具体的には、外部のアクセラレーターの事業として立ち上げる「パターンA」、外部調達を含めて新会社を設立する「パターンB」、既存部署へ異動して事業を立ち上げる「パターンC」の3種類が用意されている。たとえば、社内の厳しい品質基準をクリアするのに時間がかかるような事業は、一度外に出してアジャイルに顧客検証を進められるパターンAが適しているなど、大企業ならではの制約を踏まえた柔軟な設計となっている。
Water Scapeの場合は「パターンB」を選択した。川崎氏にとっては「サントリーというCVCに対してピッチを行い、出資を取り付けて事業化の切符を掴んだ感覚」だという。現在はサントリーに籍を置きながら、出資を受けた連結子会社の代表として出向する形で事業を推進している。大企業のリソースを活用しながらスピード感を持って立ち上げる、理にかなったアプローチである。

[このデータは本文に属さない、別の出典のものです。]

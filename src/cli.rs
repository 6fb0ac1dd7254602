use anyhow::Result;
use clap::{Args, Parser, Subcommand};
use std::path::PathBuf;

use crate::commands::{self, CommandReport};
use crate::commands::diff::DiffOptions;
use crate::commands::history::HistoryOptions;
use crate::logging;
use crate::toc::config::SamplingMode;

#[derive(Debug, Parser)]
#[command(
    name = "toc-history",
    version,
    about = "Reconstruct how a wiki article's table of contents changed over time"
)]
struct Cli {
    /// trace|debug|info|warn|error|off (default: TOC_LOG or warn)
    #[arg(long, global = true)]
    log_level: Option<String>,
    #[command(subcommand)]
    command: Command,
}

#[derive(Debug, Subcommand)]
enum Command {
    /// Sample the page's revisions and print the outline timeline.
    History(HistoryArgs),
    /// Print the normalised outline of one wikitext file.
    Outline {
        file: PathBuf,
        #[arg(long)]
        json: bool,
    },
    /// Compare two outlines: renames, additions, removals and significance.
    Diff(DiffArgs),
    /// Show paths, effective configuration and environment overrides.
    Status {
        #[arg(long)]
        json: bool,
    },
}

#[derive(Debug, Args)]
struct HistoryArgs {
    #[arg(long)]
    page: String,
    /// Read revisions from a local JSON5 dump instead of the wiki API.
    #[arg(long)]
    revisions_file: Option<PathBuf>,
    #[arg(long, value_enum)]
    mode: Option<SamplingMode>,
    #[arg(long)]
    start_year: Option<i32>,
    #[arg(long)]
    end_year: Option<i32>,
    #[arg(long)]
    years_back: Option<u32>,
    #[arg(long)]
    significance_threshold: Option<f64>,
    #[arg(long)]
    rename_threshold: Option<f64>,
    #[arg(long)]
    no_renames: bool,
    #[arg(long)]
    no_cache: bool,
    #[arg(long)]
    json: bool,
}

#[derive(Debug, Args)]
struct DiffArgs {
    old: PathBuf,
    new: PathBuf,
    #[arg(long)]
    rename_threshold: Option<f64>,
    #[arg(long)]
    no_renames: bool,
    #[arg(long)]
    json: bool,
}

fn render(report: &CommandReport, json: bool) -> Result<()> {
    if json {
        println!("{}", serde_json::to_string_pretty(report)?);
    } else {
        for line in &report.body {
            println!("{line}");
        }
        if !report.body.is_empty() {
            println!();
        }
        println!(
            "{}: {}",
            report.command,
            if report.ok { "ok" } else { "failed" }
        );
        for detail in &report.details {
            println!("  {detail}");
        }
        for issue in &report.issues {
            println!("  issue: {issue}");
        }
    }

    if !report.ok {
        anyhow::bail!(
            "{} reported {} issue(s)",
            report.command,
            report.issues.len()
        );
    }
    Ok(())
}

pub fn run() -> Result<()> {
    let cli = Cli::parse();
    logging::init_logging(cli.log_level.as_deref())?;

    match cli.command {
        Command::History(args) => {
            let opts = HistoryOptions {
                page: args.page,
                revisions_file: args.revisions_file,
                mode: args.mode,
                start_year: args.start_year,
                end_year: args.end_year,
                years_back: args.years_back,
                significance_threshold: args.significance_threshold,
                rename_threshold: args.rename_threshold,
                no_renames: args.no_renames,
                no_cache: args.no_cache,
            };
            render(&commands::history::run(&opts)?, args.json)
        }
        Command::Outline { file, json } => render(&commands::outline::run(&file)?, json),
        Command::Diff(args) => {
            let opts = DiffOptions {
                rename_threshold: args.rename_threshold,
                no_renames: args.no_renames,
            };
            render(&commands::diff::run(&args.old, &args.new, &opts)?, args.json)
        }
        Command::Status { json } => render(&commands::status::run()?, json),
    }
}
mod cli;
mod commands;
mod env_loader;
mod error;
mod logging;
mod toc;
mod wiki;

fn main() {
    env_loader::load_dotenv();

    if let Err(err) = cli::run() {
        log::debug!("event=command_failed err={err:#}");
        eprintln!("error: {err:#}");
        std::process::exit(1);
    }
}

1→10の壁を親会社と共に越える。大企業スピンアウトの未来像
新会社として2期目を迎えたWater Scapeは、現在「0から1」のフェーズを終え、「1から10」、さらには「10から100」へと事業をスケールさせる重要な移行期に入っている。川崎氏が直面している課題は、コンサルティングビジネス特有の「人がリソースの限界になる」という構造的な壁だ。
これに対し、サントリーも強力な後押しを想定している。松尾氏は「Water Scapeはサントリーの連結子会社であるため、本体から人を送り込む意思決定が比較的しやすい。今後の成長プロセスの中で、本社から人を送る動きになっていく可能性はある」とバックアップ体制を示唆した。
川崎氏は、自社を「水のある美しい風景を未来に引き継ぐという理念先行型の会社」と位置づけ、その理念をグローバルに広げていきたいと展望を語る。そして親会社との関係について、「Frontier DOJOという仕組みが継続するためには、『FRONTIER DOJO』発の事業が規模を拡大し、サントリーにとってメリットがあるという結果を示さなければならない」と覚悟を示した。
最後に、イベント参加者へのメッセージを求められた松尾氏は、「新規事業の取り組みは1社の中でやっていても、なかなかいいアイデアや制度には育っていかない」と切り出した。「自社で完結するのではなく、社外と繋がり、一緒に意見交換や取り組みを行うことでブレイクスルーしていくこともある。ぜひこうした機会をきっかけに、共に取り組んでいきたい」。そう呼びかけ、外部との共創の重要性を説き、講演を締め括った。